Fears for EU citizens who miss UK’s settled status deadline

Europeans seeking post-Brexit residency status in the UK must apply by midnight on Wednesday or risk losing rights.

More than 5.6 million people have applied for settled status under the UK's post-Brexit scheme for European Union and European Economic Area citizens [File: John Sibley/Reuters]

European Union citizens living in the United Kingdom have just hours left to apply for post-Brexit settled status or face losing their rights.

The UK’s so-called settlement scheme for EU and European Economic Area (EEA) citizens, which opened in early 2019, closes at midnight on Wednesday.

From Thursday, EU citizens who have not applied could end up formally losing their legal right to work, rent housing and access some hospital treatments or welfare benefits in the UK.

They might even be subject to deportation.

Those granted settled status, by comparison, will enjoy indefinite leave to remain in the UK and retain the same residence, travel, employment and healthcare rights they had before Brexit, which ended reciprocal freedom of movement between the UK and the EU.

Campaigners are worried that up to thousands of EU citizens may not apply in time and risk losing their access to public services.

In particular, there are concerns that some older people who have lived in the UK for decades are not aware they have to apply.

NGOs also say many migrant parents do not realise they must submit applications for their children, as well as themselves.

Vulnerable people meanwhile, such as those in social care or homeless EU migrants, also risk falling through the cracks and ending up with no legal status.

Fears of another Windrush scandal

These fears evoke memories of the recent Windrush scandal, which saw people from the Caribbean and their descendants, who legally settled in the UK decades ago, wrongly caught up in tough government rules to crack down on undocumented immigration.

Some members of the Windrush generation – named after the ship that carried the first post-war migrants from the West Indies – were deported because they could not produce paperwork proving their residency rights.

Madeleine Sumption, director of Oxford University’s Migration Observatory, warned that many Europeans, especially young people whose parents failed to apply for settled status on their behalf, “won’t necessarily realise they have lost their status right away”.

“For some, it will only become clear later on – for example, when they get a new job or need to be treated in hospital,” she told The Associated Press. “It may be many more years before the legal, political, economic and social consequences start to emerge.”

Elena Remigi, an Italian translator who founded In Limbo, a project to record the voices of EU nationals in the UK since the 2016 referendum, said there was already a widespread feeling of betrayal among European migrants over Brexit.
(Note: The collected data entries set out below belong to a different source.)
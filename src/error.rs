use axum::response::{IntoResponse, Response};
use http::StatusCode;

use crate::util::error_response;

/// Error taxonomy for the relay pipeline.
///
/// Every variant is terminal for its request: nothing is retried and each
/// failure maps to exactly one client-visible HTTP error.
#[derive(Debug, thiserror::Error)]
pub enum RelayError {
    /// Inbound body failed validation; reported before any upstream call.
    #[error("invalid request: {0}")]
    InvalidRequest(String),

    /// The outbound call failed at the transport level, returned a
    /// non-success status, or produced an unparseable body. Carries the
    /// upstream's error text for diagnostics.
    #[error("model server error: {0}")]
    Upstream(String),

    /// Upstream returned a success status but the body lacked
    /// `choices[0].message.content`. The raw body is deliberately not echoed.
    #[error("unexpected model response")]
    UnexpectedResponse,
}

impl RelayError {
    /// HTTP status the error renders with.
    pub fn status(&self) -> StatusCode {
        match self {
            RelayError::InvalidRequest(_) => StatusCode::BAD_REQUEST,
            RelayError::Upstream(_) | RelayError::UnexpectedResponse => {
                StatusCode::INTERNAL_SERVER_ERROR
            }
        }
    }
}

impl IntoResponse for RelayError {
    fn into_response(self) -> Response {
        error_response(self.status(), &self.to_string())
    }
}
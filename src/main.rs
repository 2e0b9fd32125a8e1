use std::sync::Arc;

use chatrelay::config::RelayConfig;
use chatrelay::server::build_router;
use chatrelay::util::{env_bind_addr, init_tracing, AppState};

#[tokio::main]
async fn main() -> anyhow::Result<()> {
    init_tracing();

    let config = RelayConfig::from_env();
    tracing::info!(
        base_url = %config.base_url,
        model = %config.model,
        timeout_secs = config.timeout_secs,
        "Upstream configured"
    );

    let state = Arc::new(AppState::new(config));
    let router = build_router(state);

    let addr = env_bind_addr();
    tracing::info!("chatrelay listening on http://{}", addr);

    let listener = tokio::net::TcpListener::bind(&addr).await?;
    axum::serve(listener, router).await?;
    Ok(())
}
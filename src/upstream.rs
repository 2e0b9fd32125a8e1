use serde_json::Value;

use crate::config::RelayConfig;
use crate::error::RelayError;
use crate::models::completion::CompletionRequest;

/// POST the translated payload to `{base_url}/chat/completions` and pull the
/// reply text out of the response.
///
/// One attempt only: a transport failure, a non-success status, and an
/// unparseable body all surface immediately as `RelayError::Upstream`. The
/// overall timeout lives on the client (see `util::build_http_client`).
pub async fn call_chat_completions(
    http: &reqwest::Client,
    cfg: &RelayConfig,
    payload: &CompletionRequest,
) -> Result<String, RelayError> {
    let url = format!("{}/chat/completions", cfg.base_url.trim_end_matches('/'));

    let resp = http
        .post(&url)
        .bearer_auth(&cfg.api_key)
        .json(payload)
        .send()
        .await
        .map_err(|e| RelayError::Upstream(e.to_string()))?;

    let status = resp.status();
    let body = resp
        .text()
        .await
        .map_err(|e| RelayError::Upstream(e.to_string()))?;

    if !status.is_success() {
        tracing::warn!(%status, "upstream returned error status");
        return Err(RelayError::Upstream(body));
    }

    let json: Value = serde_json::from_str(&body)
        .map_err(|e| RelayError::Upstream(format!("invalid JSON from upstream: {e}")))?;
    extract_reply(&json)
}

/// Read `choices[0].message.content` from a parsed upstream body.
///
/// A missing or non-string field anywhere along that path is the shape-error
/// condition: the call succeeded transport-wise but the payload was not a
/// chat completion.
pub fn extract_reply(v: &Value) -> Result<String, RelayError> {
    v.get("choices")
        .and_then(|c| c.get(0))
        .and_then(|choice| choice.get("message"))
        .and_then(|m| m.get("content"))
        .and_then(Value::as_str)
        .map(str::to_owned)
        .ok_or(RelayError::UnexpectedResponse)
}
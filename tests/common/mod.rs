pub mod upstream_stub;
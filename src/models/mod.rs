//! Data models for the relay API and the Chat Completions wire format.
//!
//! This module groups two submodules:
//! - `api`: Types for the simplified inbound schema clients speak to the relay.
//! - `completion`: Types for the single-turn subset of the OpenAI Chat
//!   Completions request the relay sends upstream.
//!
//! The mapping logic that converts `api::ChatRequest` to
//! `completion::CompletionRequest` is implemented in `crate::translate`.

pub mod api;
pub mod completion;

// Convenience re-exports for downstream users.
pub use api::{ChatRequest, ChatResponse, ContentItem, ImageUrl};
pub use completion::{CompletionMessage, CompletionRequest, ContentPart, ImageUrlPart};
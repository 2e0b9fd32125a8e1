use std::time::Duration;

/// Upstream connection settings, resolved once at process startup and passed
/// into the router state. Handlers never read the environment directly, so
/// tests can point the relay at a stub upstream.
#[derive(Debug, Clone)]
pub struct RelayConfig {
    /// Base URL of the OpenAI-compatible server, e.g. `http://localhost:8000/v1`.
    pub base_url: String,
    /// Model identifier sent with every completion request.
    pub model: String,
    /// Bearer credential; local vLLM deployments conventionally use `EMPTY`.
    pub api_key: String,
    /// Overall outbound request timeout in seconds.
    pub timeout_secs: u64,
    /// Optional sampling temperature forwarded upstream when set.
    pub temperature: Option<f64>,
    /// Optional completion token cap forwarded upstream when set.
    pub max_tokens: Option<u32>,
}

impl Default for RelayConfig {
    fn default() -> Self {
        Self {
            base_url: "http://localhost:8000/v1".into(),
            model: "qwen3-vl".into(),
            api_key: "EMPTY".into(),
            timeout_secs: 60,
            temperature: None,
            max_tokens: None,
        }
    }
}

impl RelayConfig {
    /// Build the configuration from environment variables, falling back to
    /// the defaults above for anything unset or empty.
    ///
    /// Environment:
    /// - UPSTREAM_BASE_URL                 -> base_url
    /// - MODEL                             -> model
    /// - UPSTREAM_API_KEY                  -> api_key
    /// - CHATRELAY_HTTP_TIMEOUT_SECONDS    -> timeout_secs (u64)
    /// - CHATRELAY_TEMPERATURE             -> temperature (f64, optional)
    /// - CHATRELAY_MAX_TOKENS              -> max_tokens (u32, optional)
    pub fn from_env() -> Self {
        let defaults = Self::default();

        let base_url = env_nonempty("UPSTREAM_BASE_URL").unwrap_or(defaults.base_url);
        let model = env_nonempty("MODEL").unwrap_or(defaults.model);
        let api_key = env_nonempty("UPSTREAM_API_KEY").unwrap_or(defaults.api_key);

        let timeout_secs = env_nonempty("CHATRELAY_HTTP_TIMEOUT_SECONDS")
            .and_then(|s| s.parse::<u64>().ok())
            .unwrap_or(defaults.timeout_secs);

        let temperature =
            env_nonempty("CHATRELAY_TEMPERATURE").and_then(|s| s.parse::<f64>().ok());
        let max_tokens = env_nonempty("CHATRELAY_MAX_TOKENS").and_then(|s| s.parse::<u32>().ok());

        Self {
            base_url,
            model,
            api_key,
            timeout_secs,
            temperature,
            max_tokens,
        }
    }

    /// The outbound request timeout as a `Duration`.
    pub fn timeout(&self) -> Duration {
        Duration::from_secs(self.timeout_secs)
    }
}

fn env_nonempty(key: &str) -> Option<String> {
    std::env::var(key)
        .ok()
        .map(|v| v.trim().to_string())
        .filter(|v| !v.is_empty())
}
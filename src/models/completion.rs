use serde::{Deserialize, Serialize};
use serde_with::skip_serializing_none;

/// Image reference in the Chat Completions wire shape:
/// `{"type":"image_url","image_url":{"url":...}}`.
#[derive(Debug, Clone, PartialEq, Eq, Serialize, Deserialize)]
pub struct ImageUrlPart {
    pub url: String,
}

/// One content part of a Chat Completions message.
///
/// Serializes to `{type:"text", text}` or `{type:"image_url", image_url:{url}}`
/// to match the multimodal content-array form of the API.
#[derive(Debug, Clone, PartialEq, Serialize, Deserialize)]
#[serde(tag = "type", rename_all = "snake_case")]
pub enum ContentPart {
    Text { text: String },
    ImageUrl { image_url: ImageUrlPart },
}

/// A single role-tagged message with an ordered content array.
#[derive(Debug, Clone, Serialize, Deserialize)]
pub struct CompletionMessage {
    pub role: String,
    pub content: Vec<ContentPart>,
}

/// Chat Completions request body (the single-turn subset the relay sends).
///
/// Decode knobs are optional and omitted from the wire when unset.
#[skip_serializing_none]
#[derive(Debug, Clone, Serialize, Deserialize)]
pub struct CompletionRequest {
    pub model: String,
    pub messages: Vec<CompletionMessage>,
    #[serde(default)]
    pub temperature: Option<f64>,
    #[serde(default)]
    pub max_tokens: Option<u32>,
}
“It is really sad that people who were living here before are now made to feel unwelcome and have to leave,” she told the AP. “That’s really hard for some people to forgive.”

Millions of applications

More than 5.6 million applications for settled status have been made, 5.2 million of which have already been finalised, according to the Home Office.

Of those applicants, more than 2.7 million people were granted settled status, while 2.2 million were given pre-settled status, meaning they have to apply again after living in the country for five years – the minimum period required to be considered for settled status.

About 94,000 applications – two percent – were refused, while 72,100 were withdrawn or declared void.

Nearly 75,000 were invalid, meaning the Home Office decided they had not been eligible to apply or had failed to provide sufficient proof to support their submission.

About 400,000 cases are still outstanding and require processing.

The government has said it will issue a “certificate of application” for those awaiting a decision, which will act as proof they can retain their rights.

Officials said those who miss Wednesday’s deadline will not see their rights immediately withdrawn, as they are protected by law.

They will instead be given an “indefinite” period of time to complete an application for settled status, provided they have reasonable grounds for being late.

Among those disturbed by the UK’s exit from the bloc was Marlies Haselton, a 55-year-old Dutch national who has called the UK home for more than 30 years.

She said she now felt insecure despite being granted settled status.

“I’m concerned about the future. I just don’t have a safe feeling about growing old here as a foreigner. The sense of home I used to have is gone,” Haselton told the AP.

Haselton said she and her British husband have considered moving to the Netherlands with their three children because of Brexit.

“I still love this country, it would break my heart if I had to move,” she said. “At the same time I’m not sure I want to stay. When it comes to a sense of feeling that you belong, that isn’t something that you can do with a piece of paper.”